::: Record excerpts

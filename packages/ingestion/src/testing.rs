//! Testing utilities including mock implementations.
//!
//! These are useful for testing code built on the pipeline without real
//! LLM or OCR calls. Responses are scripted and every call is recorded for
//! assertions.

use std::collections::VecDeque;
use std::sync::atomic::{AtomicUsize, Ordering};
use std::sync::{Mutex, RwLock};

use async_trait::async_trait;

use crate::traits::llm::{CallOptions, LlmClient, LlmError, LlmResponse};
use crate::traits::ocr::{OcrEngine, OcrError};

/// A scripted LLM client.
///
/// Responses resolve in two layers: an explicit FIFO queue of one-shot
/// results, then substring rules matched against the prompt in insertion
/// order. A prompt nothing matches is a provider error, which exercises
/// the pipeline's fallback paths.
#[derive(Default)]
pub struct MockLlm {
    rules: RwLock<Vec<(String, String)>>,
    queue: Mutex<VecDeque<Result<String, LlmError>>>,
    calls: Mutex<Vec<String>>,
}

impl MockLlm {
    pub fn new() -> Self {
        Self::default()
    }

    /// Answer any prompt containing `needle` with `response`.
    pub fn with_rule(self, needle: impl Into<String>, response: impl Into<String>) -> Self {
        self.rules.write().unwrap().push((needle.into(), response.into()));
        self
    }

    /// Queue a one-shot response consumed before any rule.
    pub fn push_response(&self, response: impl Into<String>) {
        self.queue.lock().unwrap().push_back(Ok(response.into()));
    }

    /// Queue a one-shot error.
    pub fn push_error(&self, error: LlmError) {
        self.queue.lock().unwrap().push_back(Err(error));
    }

    /// Prompts seen so far.
    pub fn calls(&self) -> Vec<String> {
        self.calls.lock().unwrap().clone()
    }

    pub fn call_count(&self) -> usize {
        self.calls.lock().unwrap().len()
    }
}

#[async_trait]
impl LlmClient for MockLlm {
    async fn call(&self, prompt: &str, _opts: &CallOptions) -> Result<LlmResponse, LlmError> {
        self.calls.lock().unwrap().push(prompt.to_string());

        if let Some(next) = self.queue.lock().unwrap().pop_front() {
            return next.map(|output_text| LlmResponse { output_text, reasoning: None });
        }

        for (needle, response) in self.rules.read().unwrap().iter() {
            if prompt.contains(needle.as_str()) {
                return Ok(LlmResponse { output_text: response.clone(), reasoning: None });
            }
        }
        Err(LlmError::Provider("no scripted response for prompt".to_string()))
    }
}

/// A scripted OCR engine.
///
/// By default normalization passes the bytes through and recognition
/// returns the image bytes as lossy UTF-8, so seeded raw content doubles
/// as the expected text. Failure rules match on byte content.
#[derive(Default)]
pub struct MockOcr {
    texts: RwLock<Vec<(Vec<u8>, String)>>,
    recognize_failures: RwLock<Vec<(Vec<u8>, String)>>,
    normalize_failures: RwLock<Vec<(Vec<u8>, String)>>,
    recognize_calls: AtomicUsize,
}

impl MockOcr {
    pub fn new() -> Self {
        Self::default()
    }

    /// Recognize images containing `needle` as `text`.
    pub fn with_text(self, needle: impl AsRef<[u8]>, text: impl Into<String>) -> Self {
        self.texts
            .write()
            .unwrap()
            .push((needle.as_ref().to_vec(), text.into()));
        self
    }

    /// Fail recognition (transient) for images containing `needle`.
    pub fn fail_recognize_when(self, needle: impl AsRef<[u8]>, message: impl Into<String>) -> Self {
        self.recognize_failures
            .write()
            .unwrap()
            .push((needle.as_ref().to_vec(), message.into()));
        self
    }

    /// Fail normalization (invalid image) for inputs containing `needle`.
    pub fn fail_normalize_when(self, needle: impl AsRef<[u8]>, message: impl Into<String>) -> Self {
        self.normalize_failures
            .write()
            .unwrap()
            .push((needle.as_ref().to_vec(), message.into()));
        self
    }

    /// Number of recognition attempts made, retries included.
    pub fn recognize_calls(&self) -> usize {
        self.recognize_calls.load(Ordering::SeqCst)
    }
}

fn contains(haystack: &[u8], needle: &[u8]) -> bool {
    !needle.is_empty()
        && haystack.len() >= needle.len()
        && haystack.windows(needle.len()).any(|w| w == needle)
}

#[async_trait]
impl OcrEngine for MockOcr {
    async fn normalize(&self, raw: &[u8], _extension: &str) -> Result<Vec<u8>, OcrError> {
        for (needle, message) in self.normalize_failures.read().unwrap().iter() {
            if contains(raw, needle) {
                return Err(OcrError::InvalidImage(message.clone()));
            }
        }
        Ok(raw.to_vec())
    }

    async fn recognize(&self, image: &[u8]) -> Result<String, OcrError> {
        self.recognize_calls.fetch_add(1, Ordering::SeqCst);
        for (needle, message) in self.recognize_failures.read().unwrap().iter() {
            if contains(image, needle) {
                return Err(OcrError::Transient(message.clone()));
            }
        }
        for (needle, text) in self.texts.read().unwrap().iter() {
            if contains(image, needle) {
                return Ok(text.clone());
            }
        }
        Ok(String::from_utf8_lossy(image).into_owned())
    }
}
//! In-memory object store for testing and development.

use std::collections::HashMap;
use std::sync::RwLock;

use async_trait::async_trait;

use crate::traits::store::{ObjectStore, StoreError};

/// In-memory key/value object store.
///
/// Useful for testing and development. Not suitable for production as data
/// is lost on restart.
#[derive(Default)]
pub struct MemoryObjectStore {
    objects: RwLock<HashMap<String, Vec<u8>>>,
}

impl MemoryObjectStore {
    pub fn new() -> Self {
        Self::default()
    }

    /// All stored keys, sorted. Handy for assertions.
    pub fn keys(&self) -> Vec<String> {
        let mut keys: Vec<String> = self.objects.read().unwrap().keys().cloned().collect();
        keys.sort();
        keys
    }

    /// Keys under a prefix, sorted.
    pub fn keys_with_prefix(&self, prefix: &str) -> Vec<String> {
        let mut keys: Vec<String> = self
            .objects
            .read()
            .unwrap()
            .keys()
            .filter(|k| k.starts_with(prefix))
            .cloned()
            .collect();
        keys.sort();
        keys
    }

    pub fn len(&self) -> usize {
        self.objects.read().unwrap().len()
    }

    pub fn is_empty(&self) -> bool {
        self.objects.read().unwrap().is_empty()
    }

    pub fn contains(&self, key: &str) -> bool {
        self.objects.read().unwrap().contains_key(key)
    }

    /// Clear all stored data.
    pub fn clear(&self) {
        self.objects.write().unwrap().clear();
    }
}

#[async_trait]
impl ObjectStore for MemoryObjectStore {
    async fn upload_bytes(
        &self,
        key: &str,
        data: Vec<u8>,
        _content_type: Option<&str>,
    ) -> Result<(), StoreError> {
        self.objects.write().unwrap().insert(key.to_string(), data);
        Ok(())
    }

    async fn download_bytes(&self, key: &str) -> Result<Vec<u8>, StoreError> {
        self.objects
            .read()
            .unwrap()
            .get(key)
            .cloned()
            .ok_or_else(|| StoreError::NotFound { key: key.to_string() })
    }

    async fn delete_file(&self, key: &str) -> Result<(), StoreError> {
        self.objects.write().unwrap().remove(key);
        Ok(())
    }

    async fn get_presigned_url(&self, key: &str, _expires_in_secs: u64) -> Result<String, StoreError> {
        if self.contains(key) {
            Ok(format!("memory://{key}"))
        } else {
            Err(StoreError::NotFound { key: key.to_string() })
        }
    }
}
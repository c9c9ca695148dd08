//! Slug handling for topic and subtopic keys.
//!
//! Keys are ASCII-lowercase hyphenated forms of human titles and are stable
//! path components in the object store. `slugify` is idempotent and emits
//! only `[a-z0-9-]` with no leading or trailing hyphens.

/// Slugify a human title into a stable key component.
pub fn slugify(input: &str) -> String {
    let mut slug = String::with_capacity(input.len());
    let mut pending_hyphen = false;
    for ch in input.chars() {
        if ch.is_ascii_alphanumeric() {
            if pending_hyphen && !slug.is_empty() {
                slug.push('-');
            }
            pending_hyphen = false;
            slug.push(ch.to_ascii_lowercase());
        } else {
            pending_hyphen = true;
        }
    }
    slug
}

/// Title-case a slug back into a display name.
///
/// Used only as a display fallback when the model echoes the key instead of
/// a human title.
pub fn deslugify(slug: &str) -> String {
    slug.split('-')
        .filter(|word| !word.is_empty())
        .map(|word| {
            let mut chars = word.chars();
            match chars.next() {
                Some(first) => first.to_ascii_uppercase().to_string() + chars.as_str(),
                None => String::new(),
            }
        })
        .collect::<Vec<_>>()
        .join(" ")
}

#[cfg(test)]
mod tests {
    use super::*;
    use proptest::prelude::*;

    #[test]
    fn slugify_basic() {
        assert_eq!(slugify("Data Handling"), "data-handling");
        assert_eq!(slugify("Fractions & Decimals"), "fractions-decimals");
        assert_eq!(slugify("  Place   Value  "), "place-value");
    }

    #[test]
    fn slugify_strips_edge_hyphens() {
        assert_eq!(slugify("-already-slugged-"), "already-slugged");
        assert_eq!(slugify("!!!"), "");
    }

    #[test]
    fn slugify_is_idempotent() {
        for title in ["Data Handling", "3-D Shapes", "What is Matter?", "a--b"] {
            let once = slugify(title);
            assert_eq!(slugify(&once), once);
        }
    }

    #[test]
    fn deslugify_title_cases() {
        assert_eq!(deslugify("data-handling"), "Data Handling");
        assert_eq!(deslugify("place-value"), "Place Value");
        assert_eq!(deslugify(""), "");
    }

    proptest! {
        #[test]
        fn slugify_emits_only_slug_chars(input in "\\PC*") {
            let slug = slugify(&input);
            prop_assert!(slug.chars().all(|c| c.is_ascii_lowercase() || c.is_ascii_digit() || c == '-'));
            prop_assert!(!slug.starts_with('-'));
            prop_assert!(!slug.ends_with('-'));
        }

        #[test]
        fn slugify_idempotent_prop(input in "\\PC*") {
            let once = slugify(&input);
            prop_assert_eq!(slugify(&once), once.clone());
            prop_assert_eq!(slugify(&deslugify(&once)), once);
        }
    }
}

::::::

> **Required action**
Would you copy every line from the listing above that has the string "MockLlm" in it?

> **Result**
pub struct MockLlm {
impl MockLlm {
impl LlmClient for MockLlm {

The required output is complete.